En 2022, il y a eu 1 602 déclarations de rupture de stock pour des médicaments : ces derniers n'ont pu être dispensés ni en ville ni à l'hôpital pendant au moins 72 heures, soit parce qu'ils n'étaient réellement plus disponibles chez l'exploitant, soit à cause d'une mauvaise répartition géographique des stocks. On pense notamment à l'amoxicilline et à l'amoxicilline/acide clavulanique pédiatriques qui ont fait défaut plusieurs mois cet hiver, en raison d'une rupture mondiale d'approvisionnement. La levée des gestes barrières liés au Covid-19, qui a remis d'un coup tous les virus et bactéries en circulation, n'explique pas tout. Rappelons en effet qu'il y avait déjà 1 222 déclarations de rupture de stocks pour des médicaments en 2019. La crise sanitaire n'a fait que révéler les limites des politiques de délocalisation massive et de production à flux tendu dans l'industrie pharmaceutique.

« Quand une rupture s'annonce sur un antibiotique, nous travaillons avec les pédiatres et l'Agence nationale de sécurité du médicament (ANSM), parfois dans des délais très courts, pour proposer des alternatives aussi efficaces et aux profils de tolérance équivalents, indique le Dr.
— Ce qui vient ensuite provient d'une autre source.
//! HTTP control plane

pub mod middleware;
pub mod routes;

pub use routes::build_router;
//! Hitbox / hurtbox collision detection

use super::fighter::FighterState;
use super::frame_data::{self, AttackType};

pub const HURTBOX_WIDTH: f32 = 60.0;
pub const HURTBOX_HEIGHT: f32 = 120.0;
pub const HURTBOX_OFFSET_X: f32 = -30.0;
pub const HURTBOX_OFFSET_Y: f32 = -120.0;

/// Axis-aligned box: top-left corner plus size
#[derive(Debug, Clone, Copy, PartialEq)]
pub struct Aabb {
    pub x: f32,
    pub y: f32,
    pub w: f32,
    pub h: f32,
}

impl Aabb {
    pub fn new(x: f32, y: f32, w: f32, h: f32) -> Self {
        Self { x, y, w, h }
    }
}

/// Two boxes overlap iff their intervals intersect on both axes
pub fn boxes_overlap(a: &Aabb, b: &Aabb) -> bool {
    a.x < b.x + b.w && a.x + a.w > b.x && a.y < b.y + b.h && a.y + a.h > b.y
}

/// The fighter's vulnerable region. Independent of attack state.
pub fn hurtbox(fighter: &FighterState) -> Aabb {
    Aabb::new(
        fighter.x + HURTBOX_OFFSET_X,
        fighter.y + HURTBOX_OFFSET_Y,
        HURTBOX_WIDTH,
        HURTBOX_HEIGHT,
    )
}

/// The attack's hitbox mirrored about the fighter's facing.
/// Computed regardless of timing; `None` only when the attack has no frame data.
pub fn hitbox(fighter: &FighterState, attack_type: AttackType) -> Option<Aabb> {
    let data = frame_data::get(attack_type)?;
    let hb = data.hitbox;
    let x = if fighter.facing.sign() > 0.0 {
        fighter.x + hb.offset_x
    } else {
        fighter.x - hb.offset_x - hb.width
    };
    Some(Aabb::new(x, fighter.y + hb.offset_y, hb.width, hb.height))
}

/// A hit is detected only when the attack is active, the defender is
/// vulnerable, the attack has frame data and the boxes overlap.
pub fn check_hit(
    attacker: &FighterState,
    defender: &FighterState,
    attack_type: AttackType,
    is_attack_active: bool,
    defender_vulnerable: bool,
) -> bool {
    if !is_attack_active || !defender_vulnerable {
        return false;
    }
    match hitbox(attacker, attack_type) {
        Some(hb) => boxes_overlap(&hb, &hurtbox(defender)),
        None => false,
    }
}

/// Whether the defender is in front of the attacker given its facing
pub fn is_in_front(attacker: &FighterState, defender: &FighterState) -> bool {
    (defender.x - attacker.x) * attacker.facing.sign() >= 0.0
}

/// Would `attack_type` reach the defender if it were active now
pub fn in_attack_range(attacker: &FighterState, defender: &FighterState, attack_type: AttackType) -> bool {
    if !is_in_front(attacker, defender) {
        return false;
    }
    match hitbox(attacker, attack_type) {
        Some(hb) => boxes_overlap(&hb, &hurtbox(defender)),
        None => false,
    }
}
Rémy Gauzit, infectiologue responsable du groupe Recommandations de la SPILF. Jusqu'ici, nous avons toujours réussi à en trouver, mais avec un risque « d'effet domino » de plus en plus grand : les prescriptions se reportent sur d'autres molécules, qui voient leurs stocks s'amenuiser à leur tour. » Quand la situation persiste, les médecins peuvent être amenés à limiter leurs prescriptions. Ainsi, cet hiver, dans certains territoires, des enfants ont dû attendre 48 h d'être sûrs que leur otite ne guérisse pas spontanément pour recevoir de l'amoxicilline.
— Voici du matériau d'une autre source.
//! Fighter physics - gravity, movement, friction and stage bounds
//!
//! Screen-space coordinates: +x to the right, +y downward. A fighter's
//! position is the centre of its feet.

use crate::bot::protocol::{BotInput, Facing};

use super::fighter::FighterState;

pub const GRAVITY: f32 = 0.8;
pub const MAX_FALL_SPEED: f32 = 15.0;
pub const WALK_SPEED: f32 = 4.0;
pub const RUN_SPEED: f32 = 7.0;
/// Horizontal control multiplier while airborne
pub const AIR_CONTROL: f32 = 0.6;
pub const JUMP_FORCE: f32 = -15.0;
pub const GROUND_FRICTION: f32 = 0.8;
pub const AIR_FRICTION: f32 = 0.95;
/// |vx| below this snaps to zero
pub const VELOCITY_EPSILON: f32 = 0.1;
/// Knockback with vy below this launches the defender
pub const LAUNCH_THRESHOLD: f32 = -5.0;

pub const GROUND_Y: f32 = 400.0;
pub const STAGE_MIN_X: f32 = 50.0;
pub const STAGE_MAX_X: f32 = 1870.0;

/// Result of one physics step
#[derive(Debug, Clone, Copy, PartialEq)]
pub struct PhysicsResult {
    pub x: f32,
    pub y: f32,
    pub vx: f32,
    pub vy: f32,
    pub grounded: bool,
    pub facing: Facing,
}

impl PhysicsResult {
    pub fn apply_to(&self, fighter: &mut FighterState) {
        fighter.x = self.x;
        fighter.y = self.y;
        fighter.vx = self.vx;
        fighter.vy = self.vy;
        fighter.grounded = self.grounded;
        fighter.facing = self.facing;
    }
}

/// Physics system for updating fighter positions and velocities
pub struct PhysicsSystem;

impl PhysicsSystem {
    /// Advance one frame. Pure function of the fighter and its input.
    pub fn step(fighter: &FighterState, input: &BotInput, can_move: bool) -> PhysicsResult {
        let mut x = fighter.x;
        let mut y = fighter.y;
        let mut vx = fighter.vx;
        let mut vy = fighter.vy;
        let mut grounded = fighter.grounded;
        let mut facing = fighter.facing;

        // Gravity
        if !grounded {
            vy = (vy + GRAVITY).min(MAX_FALL_SPEED);
        }

        // Player-driven movement
        if can_move {
            let dir = input.horizontal();
            if dir != 0 {
                let speed = if fighter.is_running() { RUN_SPEED } else { WALK_SPEED };
                let control = if grounded { 1.0 } else { AIR_CONTROL };
                vx = dir as f32 * speed * control;
                // facing follows the last applied direction, not the opponent
                facing = if dir < 0 { Facing::Left } else { Facing::Right };
            }

            if input.jump && grounded {
                vy = JUMP_FORCE;
                grounded = false;
            }
        }

        // Friction
        vx *= if grounded { GROUND_FRICTION } else { AIR_FRICTION };
        if vx.abs() < VELOCITY_EPSILON {
            vx = 0.0;
        }

        // Integrate
        x += vx;
        y += vy;

        // Ground plane
        if y >= GROUND_Y {
            y = GROUND_Y;
            vy = 0.0;
            grounded = true;
        } else {
            grounded = false;
        }

        // Stage walls
        if x <= STAGE_MIN_X {
            x = STAGE_MIN_X;
            vx = 0.0;
        } else if x >= STAGE_MAX_X {
            x = STAGE_MAX_X;
            vx = 0.0;
        }

        PhysicsResult {
            x,
            y,
            vx,
            vy,
            grounded,
            facing,
        }
    }

    /// Set the defender's velocity from a hit, pushing away from the attacker
    pub fn apply_knockback(fighter: &mut FighterState, kb_x: f32, kb_y: f32, attacker_x: f32) {
        let direction = if fighter.x >= attacker_x { 1.0 } else { -1.0 };
        fighter.vx = kb_x * direction;
        fighter.vy = kb_y;
        if fighter.vy < LAUNCH_THRESHOLD {
            fighter.grounded = false;
        }
    }

    /// Horizontal distance to each wall as (left, right)
    pub fn wall_distances(x: f32) -> (f32, f32) {
        ((x - STAGE_MIN_X).max(0.0), (STAGE_MAX_X - x).max(0.0))
    }
}

#[cfg(test)]
mod tests {
    use super::*;
    use crate::bot::protocol::Side;
    use uuid::Uuid;

    fn grounded_fighter(x: f32) -> FighterState {
        let mut fighter = FighterState::new(Uuid::nil(), Side::P1);
        fighter.x = x;
        fighter
    }

    #[test]
    fn test_idle_fighter_stays_put() {
        let fighter = grounded_fighter(500.0);
        let result = PhysicsSystem::step(&fighter, &BotInput::IDLE, true);
        assert_eq!(result.x, 500.0);
        assert_eq!(result.y, GROUND_Y);
        assert!(result.grounded);
        assert_eq!(result.vx, 0.0);
    }

    #[test]
    fn test_walk_left_turns_and_moves() {
        let fighter = grounded_fighter(500.0);
        let input = BotInput {
            left: true,
            ..BotInput::IDLE
        };
        let result = PhysicsSystem::step(&fighter, &input, true);
        assert_eq!(result.facing, Facing::Left);
        assert!(result.x < 500.0);
        assert_eq!(result.vx, -WALK_SPEED * GROUND_FRICTION);
    }

    #[test]
    fn test_cannot_move_ignores_input() {
        let fighter = grounded_fighter(500.0);
        let input = BotInput {
            right: true,
            jump: true,
            ..BotInput::IDLE
        };
        let result = PhysicsSystem::step(&fighter, &input, false);
        assert_eq!(result.x, 500.0);
        assert!(result.grounded);
    }

    #[test]
    fn test_jump_arc_lands() {
        let mut fighter = grounded_fighter(500.0);
        let jump = BotInput {
            jump: true,
            ..BotInput::IDLE
        };
        let result = PhysicsSystem::step(&fighter, &jump, true);
        assert!(!result.grounded);
        assert!(result.y < GROUND_Y);
        result.apply_to(&mut fighter);

        let mut frames = 0;
        while !fighter.grounded {
            PhysicsSystem::step(&fighter, &BotInput::IDLE, true).apply_to(&mut fighter);
            frames += 1;
            assert!(frames < 120, "fighter never landed");
        }
        assert_eq!(fighter.y, GROUND_Y);
        assert_eq!(fighter.vy, 0.0);
    }

    #[test]
    fn test_fall_speed_is_capped() {
        let mut fighter = grounded_fighter(500.0);
        fighter.grounded = false;
        fighter.y = -5000.0;
        fighter.vy = MAX_FALL_SPEED;
        let result = PhysicsSystem::step(&fighter, &BotInput::IDLE, true);
        assert_eq!(result.vy, MAX_FALL_SPEED);
    }

    #[test]
    fn test_walls_clamp_and_stop() {
        let mut fighter = grounded_fighter(STAGE_MIN_X + 1.0);
        fighter.vx = -20.0;
        let result = PhysicsSystem::step(&fighter, &BotInput::IDLE, false);
        assert_eq!(result.x, STAGE_MIN_X);
        assert_eq!(result.vx, 0.0);
    }

    #[test]
    fn test_small_velocity_snaps_to_zero() {
        let mut fighter = grounded_fighter(500.0);
        fighter.vx = 0.1;
        let result = PhysicsSystem::step(&fighter, &BotInput::IDLE, false);
        assert_eq!(result.vx, 0.0);
        assert_eq!(result.x, 500.0);
    }

    #[test]
    fn test_knockback_direction_and_launch() {
        let mut defender = grounded_fighter(600.0);
        PhysicsSystem::apply_knockback(&mut defender, 14.0, -6.0, 500.0);
        assert_eq!(defender.vx, 14.0);
        assert!(!defender.grounded);

        let mut defender = grounded_fighter(400.0);
        PhysicsSystem::apply_knockback(&mut defender, 3.0, 0.0, 500.0);
        assert_eq!(defender.vx, -3.0);
        assert!(defender.grounded);
    }

    #[test]
    fn test_step_is_deterministic() {
        let mut a = grounded_fighter(700.0);
        let mut b = grounded_fighter(700.0);
        let inputs = [
            BotInput { right: true, ..BotInput::IDLE },
            BotInput { jump: true, right: true, ..BotInput::IDLE },
            BotInput::IDLE,
            BotInput { left: true, ..BotInput::IDLE },
        ];
        for i in 0..240 {
            let input = inputs[i % inputs.len()];
            PhysicsSystem::step(&a, &input, true).apply_to(&mut a);
            PhysicsSystem::step(&b, &input, true).apply_to(&mut b);
        }
        assert_eq!(a.x.to_bits(), b.x.to_bits());
        assert_eq!(a.y.to_bits(), b.y.to_bits());
    }
}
Les vaccins ne sont pas épargnés. Les ruptures obligeant à reporter des injections obligatoires chez le nourrisson (Infanrix, BCG…) ne sont pas rares.

D'un côté, la demande mondiale augmente. De l'autre, les industriels abandonnent les produits les plus anciens, devenus moins rentables, ou les vendent aux plus offrants. L'accès aux soins n'est plus une évidence, comme en atteste le rapport déposé en juillet 2023 par la commission d'enquête du Sénat sur les pénuries de médicaments. Des mesures ont bien été prises en France pour renforcer la responsabilité des exploitants : établissement de plans de gestion des pénuries pour les médicaments d'intérêt thérapeutique majeur (MITM), alerte des autorités en cas de risque de tension, constitution de stocks de sécurité… Mais « elles sont peu respectées et les contrôles des administrations de tutelles trop parcimonieux », regrette le Dr. Rémy Gauzit. Espérons que les premières sanctions pour non-respect de ces obligations, prises récemment à l'encontre d'industriels, et la volonté de l'Europe de relocaliser la production de certains MITM inverseront la tendance.